■ TASK OBJECTIVE ■
The answer must consist of every line from the data that holds "PaginatedResponse".

■ Dataset entries ■
//! Authors API endpoints

use axum::{
    extract::{Path, Query, State},
    http::StatusCode,
    Json,
};
use validator::Validate;

use crate::{
    error::AppResult,
    models::{
        author::{Author, AuthorInput},
        book::{BookDetails, BookInput},
    },
    AppState,
};

use super::{AuthenticatedUser, ListQuery, PaginatedResponse};

/// List authors (by surname, then first name)
#[utoipa::path(
    get,
    path = "/authors",
    tag = "authors",
    security(("bearer_auth" = [])),
    params(ListQuery),
    responses(
        (status = 200, description = "Authors list", body = PaginatedResponse<Author>),
        (status = 401, description = "Not authenticated")
    )
)]
pub async fn list_authors(
    State(state): State<AppState>,
    AuthenticatedUser(claims): AuthenticatedUser,
    Query(query): Query<ListQuery>,
) -> AppResult<Json<PaginatedResponse<Author>>> {
    claims.require_staff()?;
    let per_page = state.config.admin.list_per_page;
    let (authors, total) = state
        .services
        .catalog
        .list_authors(query.window(per_page)?)
        .await?;
    Ok(Json(PaginatedResponse::new(authors, total, &query, per_page)))
}

/// Get author by ID
#[utoipa::path(
    get,
    path = "/authors/{id}",
    tag = "authors",
    security(("bearer_auth" = [])),
    params(("id" = i32, Path, description = "Author ID")),
    responses(
        (status = 200, description = "Author details", body = Author),
        (status = 404, description = "Author not found")
    )
)]
pub async fn get_author(
    State(state): State<AppState>,
    AuthenticatedUser(claims): AuthenticatedUser,
    Path(id): Path<i32>,
) -> AppResult<Json<Author>> {
    claims.require_staff()?;
    let author = state.services.catalog.get_author(id).await?;
    Ok(Json(author))
}

/// Create an author
#[utoipa::path(
    post,
    path = "/authors",
    tag = "authors",
    security(("bearer_auth" = [])),
    request_body = AuthorInput,
    responses(
        (status = 201, description = "Author created", body = Author),
        (status = 400, description = "Invalid input", body = crate::error::ErrorResponse)
    )
)]
pub async fn create_author(
    State(state): State<AppState>,
    AuthenticatedUser(claims): AuthenticatedUser,
    Json(data): Json<AuthorInput>,
) -> AppResult<(StatusCode, Json<Author>)> {
    claims.require_staff()?;
    data.validate()?;
    let author = state.services.catalog.create_author(data).await?;
    Ok((StatusCode::CREATED, Json(author)))
}

/// Update an author
#[utoipa::path(
    put,
    path = "/authors/{id}",
    tag = "authors",
    security(("bearer_auth" = [])),
    params(("id" = i32, Path, description = "Author ID")),
    request_body = AuthorInput,
    responses(
        (status = 200, description = "Author updated", body = Author),
        (status = 404, description = "Author not found")
    )
)]
pub async fn update_author(
    State(state): State<AppState>,
    AuthenticatedUser(claims): AuthenticatedUser,
    Path(id): Path<i32>,
    Json(data): Json<AuthorInput>,
) -> AppResult<Json<Author>> {
    claims.require_staff()?;
    data.validate()?;
    let author = state.services.catalog.update_author(id, data).await?;
    Ok(Json(author))
}

/// Delete an author; their books are kept without one
#[utoipa::path(
    delete,
    path = "/authors/{id}",
    tag = "authors",
    security(("bearer_auth" = [])),
    params(("id" = i32, Path, description = "Author ID")),
    responses(
        (status = 204, description = "Author deleted"),
        (status = 404, description = "Author not found")
    )
)]
pub async fn delete_author(
    State(state): State<AppState>,
    AuthenticatedUser(claims): AuthenticatedUser,
    Path(id): Path<i32>,
) -> AppResult<StatusCode> {
    claims.require_staff()?;
    state.services.catalog.delete_author(id).await?;
    Ok(StatusCode::NO_CONTENT)
}

/// List an author's books
#[utoipa::path(
    get,
    path = "/authors/{id}/books",
    tag = "authors",
    security(("bearer_auth" = [])),
    params(("id" = i32, Path, description = "Author ID")),
    responses(
        (status = 200, description = "Books by the author", body = Vec<BookDetails>),
        (status = 404, description = "Author not found")
    )
)]
pub async fn list_author_books(
    State(state): State<AppState>,
    AuthenticatedUser(claims): AuthenticatedUser,
    Path(id): Path<i32>,
) -> AppResult<Json<Vec<BookDetails>>> {
    claims.require_staff()?;
    let books = state.services.catalog.author_books(id).await?;
    Ok(Json(books))
}

/// Add a book to an author
#[utoipa::path(
    post,
    path = "/authors/{id}/books",
    tag = "authors",
    security(("bearer_auth" = [])),
    params(("id" = i32, Path, description = "Author ID")),
    request_body = BookInput,
    responses(
        (status = 201, description = "Book created", body = BookDetails),
        (status = 400, description = "Invalid input", body = crate::error::ErrorResponse),
        (status = 404, description = "Author not found")
    )
)]
pub async fn create_author_book(
    State(state): State<AppState>,
    AuthenticatedUser(claims): AuthenticatedUser,
    Path(id): Path<i32>,
    Json(data): Json<BookInput>,
) -> AppResult<(StatusCode, Json<BookDetails>)> {
    claims.require_staff()?;
    data.validate()?;
    let book = state.services.catalog.create_author_book(id, data).await?;
    Ok((StatusCode::CREATED, Json(book)))
}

■ WORKED SOLUTION ■
use super::{AuthenticatedUser, ListQuery, PaginatedResponse};
        (status = 200, description = "Authors list", body = PaginatedResponse<Author>),
) -> AppResult<Json<PaginatedResponse<Author>>> {
    Ok(Json(PaginatedResponse::new(authors, total, &query, per_page)))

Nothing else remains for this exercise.